### HOW TO COMPLETE THIS TASK
The records that follow are to be repeated exactly, in full.

================

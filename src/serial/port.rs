//! # Device Backends
//!
//! The OS boundary below [`SerialLink`](crate::serial::link::SerialLink): a
//! [`PortBackend`] opens device nodes and hands back [`SerialDevice`]s. The
//! native backend drives real hardware through the `serialport` crate; tests
//! plug in [`MockSerialPort`](crate::serial::serial_mock::MockSerialPort).

use std::io::{self, Read, Write};
use std::time::Duration;

use log::{debug, info, warn};
use serialport::SerialPort;

use crate::constants::BAUD_TOLERANCE;
use crate::error::LinkError;
use crate::serial::baud::BaudResolution;

/// An open, configured serial device.
pub trait SerialDevice: Send {
    /// Read whatever is available into `buf`, waiting at most `timeout` for
    /// the first byte. Times out with `io::ErrorKind::TimedOut`.
    fn read(&mut self, buf: &mut [u8], timeout: Duration) -> io::Result<usize>;

    /// Write all of `data`, failing if the driver does not accept it within `timeout`.
    fn write_all(&mut self, data: &[u8], timeout: Duration) -> io::Result<()>;

    /// Discard queued input and output.
    fn clear(&mut self) -> io::Result<()>;

    /// Rate currently applied by the driver.
    fn baud_rate(&self) -> io::Result<u32>;

    /// Enable the driver's low-latency mode. `Ok(false)` when the platform
    /// has no such mode.
    fn set_low_latency(&mut self, _latency_ms: u8) -> io::Result<bool> {
        Ok(false)
    }
}

/// Opens device nodes.
pub trait PortBackend {
    /// Whether the node exists at all.
    fn exists(&self, path: &str) -> bool;

    /// Open and configure `path` for raw 8N1 binary traffic at `baud`.
    fn open(&self, path: &str, baud: &BaudResolution) -> Result<Box<dyn SerialDevice>, LinkError>;
}

#[cfg(unix)]
type NativeHandle = serialport::TTYPort;
#[cfg(windows)]
type NativeHandle = serialport::COMPort;

/// Real serial hardware.
#[derive(Debug, Clone, Copy, Default)]
pub struct NativeBackend;

impl PortBackend for NativeBackend {
    fn exists(&self, path: &str) -> bool {
        if cfg!(unix) {
            std::path::Path::new(path).exists()
        } else {
            // COMx names are not filesystem paths
            true
        }
    }

    fn open(&self, path: &str, baud: &BaudResolution) -> Result<Box<dyn SerialDevice>, LinkError> {
        // serialport opens TTYs in raw mode (no line discipline translation)
        // and with TIOCEXCL set.
        let port = serialport::new(path, baud.rate())
            .data_bits(serialport::DataBits::Eight)
            .parity(serialport::Parity::None)
            .stop_bits(serialport::StopBits::One)
            .flow_control(serialport::FlowControl::None)
            .timeout(Duration::from_millis(1))
            .open_native()
            .map_err(|e| map_open_error(path, e))?;

        if let Some(rate) = baud.custom_rate() {
            verify_custom_speed(path, &port, rate)?;
        }

        info!("Opened {path} at {} bps", baud.rate());
        Ok(Box::new(NativePort {
            path: path.to_string(),
            port,
        }))
    }
}

fn map_open_error(path: &str, e: serialport::Error) -> LinkError {
    match e.kind() {
        serialport::ErrorKind::NoDevice | serialport::ErrorKind::Io(io::ErrorKind::NotFound) => {
            LinkError::DeviceNotFound(path.to_string())
        }
        _ => LinkError::open_failed(path, e),
    }
}

/// Non-standard rates go through the driver's custom speed path; make sure
/// the driver actually took it.
fn verify_custom_speed(path: &str, port: &NativeHandle, rate: u32) -> Result<(), LinkError> {
    match port.baud_rate() {
        Ok(applied) => {
            let error = f64::from(applied.abs_diff(rate)) / f64::from(rate.max(1));
            if error > BAUD_TOLERANCE {
                return Err(LinkError::open_failed(
                    path,
                    format!("custom speed {rate} bps not applied (driver reports {applied} bps)"),
                ));
            }
            debug!("Custom speed {rate} bps applied on {path} ({applied} bps)");
            Ok(())
        }
        Err(e) => {
            warn!("Cannot read back custom speed on {path}: {e}");
            Ok(())
        }
    }
}

struct NativePort {
    path: String,
    port: NativeHandle,
}

impl SerialDevice for NativePort {
    fn read(&mut self, buf: &mut [u8], timeout: Duration) -> io::Result<usize> {
        self.port.set_timeout(timeout)?;
        Read::read(&mut self.port, buf)
    }

    fn write_all(&mut self, data: &[u8], timeout: Duration) -> io::Result<()> {
        self.port.set_timeout(timeout)?;
        Write::write_all(&mut self.port, data)
    }

    fn clear(&mut self) -> io::Result<()> {
        debug!("Discarding queued I/O on {}", self.path);
        self.port
            .clear(serialport::ClearBuffer::All)
            .map_err(io::Error::from)
    }

    fn baud_rate(&self) -> io::Result<u32> {
        self.port.baud_rate().map_err(io::Error::from)
    }

    #[cfg(target_os = "linux")]
    fn set_low_latency(&mut self, latency_ms: u8) -> io::Result<bool> {
        use std::os::unix::io::AsRawFd;

        low_latency::enable(self.port.as_raw_fd())?;
        if let Err(e) = low_latency::write_latency_timer(&self.path, latency_ms) {
            debug!("No latency timer for {}: {e}", self.path);
        }
        Ok(true)
    }
}

#[cfg(target_os = "linux")]
mod low_latency {
    use std::io;
    use std::os::unix::io::RawFd;
    use std::path::Path;

    const ASYNC_LOW_LATENCY: libc::c_int = 1 << 13;

    /// `struct serial_struct` from <linux/serial.h>.
    #[repr(C)]
    #[allow(dead_code)]
    struct SerialStruct {
        kind: libc::c_int,
        line: libc::c_int,
        port: libc::c_uint,
        irq: libc::c_int,
        flags: libc::c_int,
        xmit_fifo_size: libc::c_int,
        custom_divisor: libc::c_int,
        baud_base: libc::c_int,
        close_delay: libc::c_ushort,
        io_type: libc::c_char,
        reserved_char: [libc::c_char; 1],
        hub6: libc::c_int,
        closing_wait: libc::c_ushort,
        closing_wait2: libc::c_ushort,
        iomem_base: *mut libc::c_uchar,
        iomem_reg_shift: libc::c_ushort,
        port_high: libc::c_uint,
        iomap_base: libc::c_ulong,
    }

    /// Set ASYNC_LOW_LATENCY on the tty. Usually needs elevated privileges.
    pub fn enable(fd: RawFd) -> io::Result<()> {
        // SAFETY: serial_struct is plain old data; zero is a valid bit pattern.
        let mut serial: SerialStruct = unsafe { std::mem::zeroed() };
        // SAFETY: fd is an open tty and `serial` matches the kernel layout.
        if unsafe { libc::ioctl(fd, libc::TIOCGSERIAL, &mut serial as *mut SerialStruct) } < 0 {
            return Err(io::Error::last_os_error());
        }
        serial.flags |= ASYNC_LOW_LATENCY;
        // SAFETY: as above.
        if unsafe { libc::ioctl(fd, libc::TIOCSSERIAL, &serial as *const SerialStruct) } < 0 {
            return Err(io::Error::last_os_error());
        }
        Ok(())
    }

    /// FTDI adapters expose their USB latency timer in sysfs.
    pub fn write_latency_timer(device_path: &str, latency_ms: u8) -> io::Result<()> {
        let name = Path::new(device_path)
            .file_name()
            .ok_or_else(|| io::Error::new(io::ErrorKind::InvalidInput, "no device name"))?;
        let attr = Path::new("/sys/bus/usb-serial/devices")
            .join(name)
            .join("latency_timer");
        std::fs::write(attr, format!("{latency_ms}\n"))
    }
}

================

### ANSWER SPACE
filename src/serial/port.rs
//! # Device Backends
//!
//! The OS boundary below [`SerialLink`](crate::serial::link::SerialLink): a
//! [`PortBackend`] opens device nodes and hands back [`SerialDevice`]s. The
//! native backend drives real hardware through the `serialport` crate; tests
//! plug in [`MockSerialPort`](crate::serial::serial_mock::MockSerialPort).

use std::io::{self, Read, Write};
use std::time::Duration;

use log::{debug, info, warn};
use serialport::SerialPort;

use crate::constants::BAUD_TOLERANCE;
use crate::error::LinkError;
use crate::serial::baud::BaudResolution;

/// An open, configured serial device.
pub trait SerialDevice: Send {
    /// Read whatever is available into `buf`, waiting at most `timeout` for
    /// the first byte. Times out with `io::ErrorKind::TimedOut`.
    fn read(&mut self, buf: &mut [u8], timeout: Duration) -> io::Result<usize>;

    /// Write all of `data`, failing if the driver does not accept it within `timeout`.
    fn write_all(&mut self, data: &[u8], timeout: Duration) -> io::Result<()>;

    /// Discard queued input and output.
    fn clear(&mut self) -> io::Result<()>;

    /// Rate currently applied by the driver.
    fn baud_rate(&self) -> io::Result<u32>;

    /// Enable the driver's low-latency mode. `Ok(false)` when the platform
    /// has no such mode.
    fn set_low_latency(&mut self, _latency_ms: u8) -> io::Result<bool> {
        Ok(false)
    }
}

/// Opens device nodes.
pub trait PortBackend {
    /// Whether the node exists at all.
    fn exists(&self, path: &str) -> bool;

    /// Open and configure `path` for raw 8N1 binary traffic at `baud`.
    fn open(&self, path: &str, baud: &BaudResolution) -> Result<Box<dyn SerialDevice>, LinkError>;
}

#[cfg(unix)]
type NativeHandle = serialport::TTYPort;
#[cfg(windows)]
type NativeHandle = serialport::COMPort;

/// Real serial hardware.
#[derive(Debug, Clone, Copy, Default)]
pub struct NativeBackend;

impl PortBackend for NativeBackend {
    fn exists(&self, path: &str) -> bool {
        if cfg!(unix) {
            std::path::Path::new(path).exists()
        } else {
            // COMx names are not filesystem paths
            true
        }
    }

    fn open(&self, path: &str, baud: &BaudResolution) -> Result<Box<dyn SerialDevice>, LinkError> {
        // serialport opens TTYs in raw mode (no line discipline translation)
        // and with TIOCEXCL set.
        let port = serialport::new(path, baud.rate())
            .data_bits(serialport::DataBits::Eight)
            .parity(serialport::Parity::None)
            .stop_bits(serialport::StopBits::One)
            .flow_control(serialport::FlowControl::None)
            .timeout(Duration::from_millis(1))
            .open_native()
            .map_err(|e| map_open_error(path, e))?;

        if let Some(rate) = baud.custom_rate() {
            verify_custom_speed(path, &port, rate)?;
        }

        info!("Opened {path} at {} bps", baud.rate());
        Ok(Box::new(NativePort {
            path: path.to_string(),
            port,
        }))
    }
}

fn map_open_error(path: &str, e: serialport::Error) -> LinkError {
    match e.kind() {
        serialport::ErrorKind::NoDevice | serialport::ErrorKind::Io(io::ErrorKind::NotFound) => {
            LinkError::DeviceNotFound(path.to_string())
        }
        _ => LinkError::open_failed(path, e),
    }
}

/// Non-standard rates go through the driver's custom speed path; make sure
/// the driver actually took it.
fn verify_custom_speed(path: &str, port: &NativeHandle, rate: u32) -> Result<(), LinkError> {
    match port.baud_rate() {
        Ok(applied) => {
            let error = f64::from(applied.abs_diff(rate)) / f64::from(rate.max(1));
            if error > BAUD_TOLERANCE {
                return Err(LinkError::open_failed(
                    path,
                    format!("custom speed {rate} bps not applied (driver reports {applied} bps)"),
                ));
            }
            debug!("Custom speed {rate} bps applied on {path} ({applied} bps)");
            Ok(())
        }
        Err(e) => {
            warn!("Cannot read back custom speed on {path}: {e}");
            Ok(())
        }
    }
}

struct NativePort {
    path: String,
    port: NativeHandle,
}

impl SerialDevice for NativePort {
    fn read(&mut self, buf: &mut [u8], timeout: Duration) -> io::Result<usize> {
        self.port.set_timeout(timeout)?;
        Read::read(&mut self.port, buf)
    }

    fn write_all(&mut self, data: &[u8], timeout: Duration) -> io::Result<()> {
        self.port.set_timeout(timeout)?;
        Write::write_all(&mut self.port, data)
    }

    fn clear(&mut self) -> io::Result<()> {
        debug!("Discarding queued I/O on {}", self.path);
        self.port
            .clear(serialport::ClearBuffer::All)
            .map_err(io::Error::from)
    }

    fn baud_rate(&self) -> io::Result<u32> {
        self.port.baud_rate().map_err(io::Error::from)
    }

    #[cfg(target_os = "linux")]
    fn set_low_latency(&mut self, latency_ms: u8) -> io::Result<bool> {
        use std::os::unix::io::AsRawFd;

        low_latency::enable(self.port.as_raw_fd())?;
        if let Err(e) = low_latency::write_latency_timer(&self.path, latency_ms) {
            debug!("No latency timer for {}: {e}", self.path);
        }
        Ok(true)
    }
}

#[cfg(target_os = "linux")]
mod low_latency {
    use std::io;
    use std::os::unix::io::RawFd;
    use std::path::Path;

    const ASYNC_LOW_LATENCY: libc::c_int = 1 << 13;

    /// `struct serial_struct` from <linux/serial.h>.
    #[repr(C)]
    #[allow(dead_code)]
    struct SerialStruct {
        kind: libc::c_int,
        line: libc::c_int,
        port: libc::c_uint,
        irq: libc::c_int,
        flags: libc::c_int,
        xmit_fifo_size: libc::c_int,
        custom_divisor: libc::c_int,
        baud_base: libc::c_int,
        close_delay: libc::c_ushort,
        io_type: libc::c_char,
        reserved_char: [libc::c_char; 1],
        hub6: libc::c_int,
        closing_wait: libc::c_ushort,
        closing_wait2: libc::c_ushort,
        iomem_base: *mut libc::c_uchar,
        iomem_reg_shift: libc::c_ushort,
        port_high: libc::c_uint,
        iomap_base: libc::c_ulong,
    }

    /// Set ASYNC_LOW_LATENCY on the tty. Usually needs elevated privileges.
    pub fn enable(fd: RawFd) -> io::Result<()> {
        // SAFETY: serial_struct is plain old data; zero is a valid bit pattern.
        let mut serial: SerialStruct = unsafe { std::mem::zeroed() };
        // SAFETY: fd is an open tty and `serial` matches the kernel layout.
        if unsafe { libc::ioctl(fd, libc::TIOCGSERIAL, &mut serial as *mut SerialStruct) } < 0 {
            return Err(io::Error::last_os_error());
        }
        serial.flags |= ASYNC_LOW_LATENCY;
        // SAFETY: as above.
        if unsafe { libc::ioctl(fd, libc::TIOCSSERIAL, &serial as *const SerialStruct) } < 0 {
            return Err(io::Error::last_os_error());
        }
        Ok(())
    }

    /// FTDI adapters expose their USB latency timer in sysfs.
    pub fn write_latency_timer(device_path: &str, latency_ms: u8) -> io::Result<()> {
        let name = Path::new(device_path)
            .file_name()
            .ok_or_else(|| io::Error::new(io::ErrorKind::InvalidInput, "no device name"))?;
        let attr = Path::new("/sys/bus/usb-serial/devices")
            .join(name)
            .join("latency_timer");
        std::fs::write(attr, format!("{latency_ms}\n"))
    }
}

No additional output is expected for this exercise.